* The task *
What lines in the entries hold the string "TwoTierValidator"? List them.

(Data provided begins)

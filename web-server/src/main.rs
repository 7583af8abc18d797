// Web Server - main.rs
mod cookies;
mod gate;
mod middleware;
mod static_files;
mod validator;

use actix_web::{get, App, HttpResponse, HttpServer, Responder};
use common::{setup_tracing, Config};
use cookies::CookieSettings;
use gate::GatePolicy;
use middleware::AuthGate;
use validator::TwoTierValidator;

#[get("/healthz")]
async fn healthz() -> impl Responder {
    HttpResponse::Ok().json(serde_json::json!({
        "status": "ok",
        "version": env!("CARGO_PKG_VERSION")
    }))
}

#[actix_web::main]
async fn main() -> std::io::Result<()> {
    // The log level comes from the config, so load errors are reported once tracing is up
    let (config, load_error) = Config::from_env();
    setup_tracing(&config.log_level);

    match load_error {
        None => tracing::info!("Configuration loaded from {}", Config::config_dir().display()),
        Some(e) => {
            tracing::warn!("Failed to load configuration from files: {}", e);
            tracing::info!("Falling back to environment variables only");
        }
    }

    let server_addr = config.web_server_addr.clone();

    let validator = TwoTierValidator::from_config(&config.auth)
        .map_err(|e| std::io::Error::new(std::io::ErrorKind::Other, e))?;
    let policy = GatePolicy::from_config(&config.auth);
    let cookies = CookieSettings::from_config(&config.auth);

    if !cookies.secure {
        tracing::warn!("Token cookies are not marked Secure; do not run this configuration in production");
    }

    tracing::info!("Starting admin web server on {}", server_addr);

    let gate = AuthGate::new(policy, validator, cookies);
    let static_config = config.static_files.clone();

    HttpServer::new(move || {
        let static_config = static_config.clone();
        App::new()
            .wrap(gate.clone())
            .service(healthz)
            .configure(move |cfg| static_files::configure(cfg, &static_config))
    })
    .bind(&server_addr)?
    .run()
    .await
}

(Data provided ends)

* Task output *
use validator::TwoTierValidator;
    let validator = TwoTierValidator::from_config(&config.auth)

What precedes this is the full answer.